This is my final try to communicate my thoughts to you on this subject.

You are saying that you can prove that "physicalism" is false.

In the proof that you posted you have defined two statements:
  • P1: the experience of an object
  • P2: the external object that causes the experience

Then you ask which one of these is physical. If we continue formalization, we get the two propositions:
  • A = "P1 is physical"
  • B = "P2 is physical".

Then you have the agreed premise: "P1 and P2 are not the same thing". Your proof assumes that we have to formalize this as "not (A and B)". This is the spot where your proof goes awry. Since this is the very thing that you want to proof: that it is impossible for both P1 and P2 to be physical. You are assumming your conclusion! Most of us agree with your premise but not the way how you formalize it.

A better way to formalize it would be to issue a new proposition:
  • C = "P1 and P2 are different objects".
Even though this is better is not good since propositional logic doesn't have enough expressive power to capture the details of concepts like that. However, for reasons that I tell later in this post I won't go through the trouble to use a more expressive formalism.

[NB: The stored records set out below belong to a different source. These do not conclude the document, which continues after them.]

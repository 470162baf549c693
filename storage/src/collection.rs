use crate::store::{EncryptedStore, StoreError};
use serde::de::DeserializeOwned;
use serde::Serialize;
use std::marker::PhantomData;
use std::sync::Arc;
use tessera_core::error::{ErrorCode, TesseraError};
use thiserror::Error;
use tokio::sync::Mutex;

#[derive(Error, Debug)]
pub enum RepoError {
    #[error("storage error: {0}")]
    Store(#[from] StoreError),
    #[error("serialization error: {0}")]
    Serialization(#[from] serde_json::Error),
    #[error("{collection} not found: {id}")]
    NotFound { collection: &'static str, id: String },
    #[error("relationship {source_id} -[{relation_type}]-> {target_id} already exists")]
    DuplicateEdge {
        source_id: String,
        target_id: String,
        relation_type: String,
    },
    #[error("relationship limit of {limit} reached ({scope})")]
    EdgeLimitExceeded { scope: &'static str, limit: u64 },
}

impl RepoError {
    pub fn not_found(collection: &'static str, id: impl Into<String>) -> Self {
        Self::NotFound {
            collection,
            id: id.into(),
        }
    }

    pub fn is_not_found(&self) -> bool {
        matches!(self, RepoError::NotFound { .. })
    }
}

impl TesseraError for RepoError {
    fn error_code(&self) -> ErrorCode {
        match self {
            RepoError::Store(_) => ErrorCode::Internal,
            RepoError::Serialization(_) => ErrorCode::Internal,
            RepoError::NotFound { .. } => ErrorCode::NotFound,
            RepoError::DuplicateEdge { .. } => ErrorCode::AlreadyExists,
            RepoError::EdgeLimitExceeded { .. } => ErrorCode::InvalidArgument,
        }
    }
}

/// A whole collection persisted as one blob under one store key.
///
/// Every mutation reads the full collection, changes it in memory and writes
/// it back while holding the collection's writer lock, so two concurrent
/// writers are applied one after the other instead of overwriting each other.
/// Readers skip the lock and see the last complete write.
pub struct Collection<T> {
    store: Arc<dyn EncryptedStore>,
    key: &'static str,
    tx_lock: Mutex<()>,
    _marker: PhantomData<fn() -> T>,
}

impl<T> Collection<T>
where
    T: Serialize + DeserializeOwned,
{
    pub fn new(store: Arc<dyn EncryptedStore>, key: &'static str) -> Self {
        Self {
            store,
            key,
            tx_lock: Mutex::new(()),
            _marker: PhantomData,
        }
    }

    pub fn key(&self) -> &'static str {
        self.key
    }

    pub async fn load(&self) -> Result<Vec<T>, RepoError> {
        match self.store.read(self.key).await? {
            Some(bytes) => Ok(serde_json::from_slice(&bytes)?),
            None => Ok(Vec::new()),
        }
    }

    /// Runs `apply` against the current items and persists the result.
    /// If `apply` fails nothing is written.
    pub async fn mutate<R, F>(&self, apply: F) -> Result<R, RepoError>
    where
        F: FnOnce(&mut Vec<T>) -> Result<R, RepoError>,
    {
        let _tx_guard = self.tx_lock.lock().await;

        let mut items = self.load().await?;
        let out = apply(&mut items)?;

        // Serialize fully before touching the store.
        let bytes = serde_json::to_vec(&items)?;
        self.store.write(self.key, &bytes).await?;

        Ok(out)
    }
}
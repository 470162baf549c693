use aes_gcm::aead::{Aead, KeyInit};
use aes_gcm::{Aes256Gcm, Nonce};
use rand::RngCore;
use sha2::{Digest, Sha256};
use std::collections::HashMap;
use std::sync::Arc;

use thiserror::Error;

const NONCE_LEN: usize = 12;
const TAG_LEN: usize = 16;

#[derive(Debug, Error)]
pub enum CryptoError {
    #[error("data key not found: {0}")]
    MissingKey(String),
    #[error("data key must not be empty")]
    EmptyKey,
    #[error("data key must be 32 bytes, got {0}")]
    InvalidKeyLength(usize),
    #[error("ciphertext shorter than its nonce and tag")]
    TruncatedCiphertext,
    #[error("encryption failed")]
    EncryptionFailed,
    #[error("ciphertext failed authentication (tampered data or wrong key)")]
    AuthenticationFailed,
}

pub trait AtRestCipher: Send + Sync {
    fn encrypt(&self, plaintext: &[u8]) -> Result<Vec<u8>, CryptoError>;

    fn decrypt(&self, ciphertext: &[u8]) -> Result<Vec<u8>, CryptoError>;

    fn key_id(&self) -> Option<&str> {
        None
    }
}

/// Pass-through cipher for `storage.encryption.enabled = false`.
#[derive(Default)]
pub struct NoOpCipher;

impl AtRestCipher for NoOpCipher {
    fn encrypt(&self, plaintext: &[u8]) -> Result<Vec<u8>, CryptoError> {
        Ok(plaintext.to_vec())
    }

    fn decrypt(&self, ciphertext: &[u8]) -> Result<Vec<u8>, CryptoError> {
        Ok(ciphertext.to_vec())
    }
}

pub trait DataKeyProvider: Send + Sync {
    fn resolve_data_key(&self, key_id: &str) -> Result<Vec<u8>, CryptoError>;
}

#[derive(Default)]
pub struct InMemoryKeyProvider {
    keys: HashMap<String, Vec<u8>>,
}

impl InMemoryKeyProvider {
    pub fn from_keys<I, K>(entries: I) -> Self
    where
        I: IntoIterator<Item = (K, Vec<u8>)>,
        K: Into<String>,
    {
        Self {
            keys: entries
                .into_iter()
                .map(|(key_id, key)| (key_id.into(), key))
                .collect(),
        }
    }

    /// Single key derived from a passphrase: SHA-256 gives the 32-byte data key.
    pub fn from_secret(key_id: impl Into<String>, secret: &str) -> Self {
        let key = Sha256::digest(secret.as_bytes()).to_vec();
        Self::from_keys([(key_id.into(), key)])
    }
}

impl DataKeyProvider for InMemoryKeyProvider {
    fn resolve_data_key(&self, key_id: &str) -> Result<Vec<u8>, CryptoError> {
        self.keys
            .get(key_id)
            .cloned()
            .ok_or_else(|| CryptoError::MissingKey(key_id.to_string()))
    }
}

/// AES-256-GCM with a fresh random 96-bit nonce per blob.
///
/// Output layout is `nonce (12 bytes) || ciphertext || tag (16 bytes)`. A
/// wrong key or any modified byte fails decryption with
/// [`CryptoError::AuthenticationFailed`].
pub struct AesGcmCipher {
    key_id: String,
    key_provider: Arc<dyn DataKeyProvider>,
}

impl AesGcmCipher {
    pub fn new(key_id: impl Into<String>, key_provider: Arc<dyn DataKeyProvider>) -> Self {
        Self {
            key_id: key_id.into(),
            key_provider,
        }
    }

    fn aead(&self) -> Result<Aes256Gcm, CryptoError> {
        let key = self.key_provider.resolve_data_key(&self.key_id)?;
        if key.is_empty() {
            return Err(CryptoError::EmptyKey);
        }
        Aes256Gcm::new_from_slice(&key).map_err(|_| CryptoError::InvalidKeyLength(key.len()))
    }
}

impl AtRestCipher for AesGcmCipher {
    fn encrypt(&self, plaintext: &[u8]) -> Result<Vec<u8>, CryptoError> {
        let aead = self.aead()?;
        let mut nonce = [0u8; NONCE_LEN];
        rand::thread_rng().fill_bytes(&mut nonce);

        let sealed = aead
            .encrypt(Nonce::from_slice(&nonce), plaintext)
            .map_err(|_| CryptoError::EncryptionFailed)?;
        let mut out = Vec::with_capacity(NONCE_LEN + sealed.len());
        out.extend_from_slice(&nonce);
        out.extend(sealed);
        Ok(out)
    }

    fn decrypt(&self, ciphertext: &[u8]) -> Result<Vec<u8>, CryptoError> {
        let aead = self.aead()?;
        if ciphertext.len() < NONCE_LEN + TAG_LEN {
            return Err(CryptoError::TruncatedCiphertext);
        }
        let (nonce, body) = ciphertext.split_at(NONCE_LEN);
        aead.decrypt(Nonce::from_slice(nonce), body)
            .map_err(|_| CryptoError::AuthenticationFailed)
    }

    fn key_id(&self) -> Option<&str> {
        Some(self.key_id.as_str())
    }
}
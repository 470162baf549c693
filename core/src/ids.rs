use std::sync::atomic::{AtomicU64, Ordering};
use uuid::Uuid;

pub const NODE_ID_PREFIX: &str = "node";
pub const DOCUMENT_ID_PREFIX: &str = "doc";

pub trait IdGenerator: Send + Sync {
    fn generate(&self, prefix: &str) -> String;
}

/// 128-bit random identifiers, rendered as `<prefix>_<32 hex chars>`.
#[derive(Debug, Default, Clone, Copy)]
pub struct UuidGenerator;

impl IdGenerator for UuidGenerator {
    fn generate(&self, prefix: &str) -> String {
        format!("{}_{}", prefix, Uuid::new_v4().simple())
    }
}

/// Deterministic `<prefix>_<n>` identifiers for tests and fixtures.
#[derive(Debug, Default)]
pub struct SequentialIdGenerator {
    next: AtomicU64,
}

impl IdGenerator for SequentialIdGenerator {
    fn generate(&self, prefix: &str) -> String {
        let n = self.next.fetch_add(1, Ordering::SeqCst) + 1;
        format!("{}_{}", prefix, n)
    }
}
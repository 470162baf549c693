use crate::queue::InferenceJob;
use graph::{InferenceError, InferenceReport, SimilarityInferenceEngine};
use std::sync::Arc;
use tokio::sync::mpsc;
use tracing::{error, info};

pub struct Worker {
    receiver: mpsc::Receiver<InferenceJob>,
    inference: Arc<SimilarityInferenceEngine>,
}

impl Worker {
    pub fn new(receiver: mpsc::Receiver<InferenceJob>, inference: Arc<SimilarityInferenceEngine>) -> Self {
        Self {
            receiver,
            inference,
        }
    }

    /// Drains the queue until every sender is dropped. A failed job is logged
    /// and the worker moves on to the next one.
    pub async fn run(mut self) -> usize {
        info!("Worker started");
        let mut processed = 0;
        while let Some(job) = self.receiver.recv().await {
            match self.process(&job).await {
                Ok(report) => info!(
                    ?job,
                    edges_created = report.edges_created,
                    edges_skipped = report.edges_skipped,
                    "Inference job finished"
                ),
                Err(e) => error!(?job, error = %e, "Inference job failed"),
            }
            processed += 1;
        }
        info!(processed, "Worker stopped");
        processed
    }

    async fn process(&self, job: &InferenceJob) -> Result<InferenceReport, InferenceError> {
        match job {
            InferenceJob::AnalyzeNode { node_id } => self.inference.analyze_node_id(node_id).await,
            InferenceJob::AnalyzeDocument { document_id } => {
                self.inference.analyze_document(document_id).await
            }
            InferenceJob::AnalyzeAllDocuments => self.inference.analyze_all_documents().await,
            InferenceJob::ApplyThresholdRules => self.inference.apply_threshold_rules().await,
        }
    }
}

There are now eight different truth assignments. When listing them I use the notation T(A) to denote that A is true and F(A) to denote that it is false:
  • F(A), F(B), F(C): in this interpretation neither is physical so it immediately rules out physicalism.
  • F(A), T(B), F(C): this is the case (D) of your proof. It rules out physicalism since P1 is not physical.
  • T(A), F(B), F(C): this is the case (C) of your proof. It rules out physicalism since P2 is not physical.
  • T(A), T(B), F(C): this is the case that you have not addressed. That P1 and P2 are both physical but different objects.
  • F(A), F(B), T(C): here P1 is identical with P2 which was ruled out incoherent.
  • F(A), T(B), T(C): again, ruled out incoherent.
  • T(A), F(B), T(C): incoherent
  • T(A), T(B), T(C): incoherent

I don't claim to be able to prove that physicalism is true. I don't claim that I could prove any ism true or false at all. In fact, my position is completely opposite: it is not possible to prove anything outside mathematics. If you search for my old posts, you'll find that I've been telling this for long time to people who think they can.

The problem with proofs outside mathematics is that they depend on our initial assumptions and our way to formalize the statements. And there is no way to know that those assumptions and formalizations are correct. So, any attempt to prove something about the nature of reality using formal logic is doomed to be useless.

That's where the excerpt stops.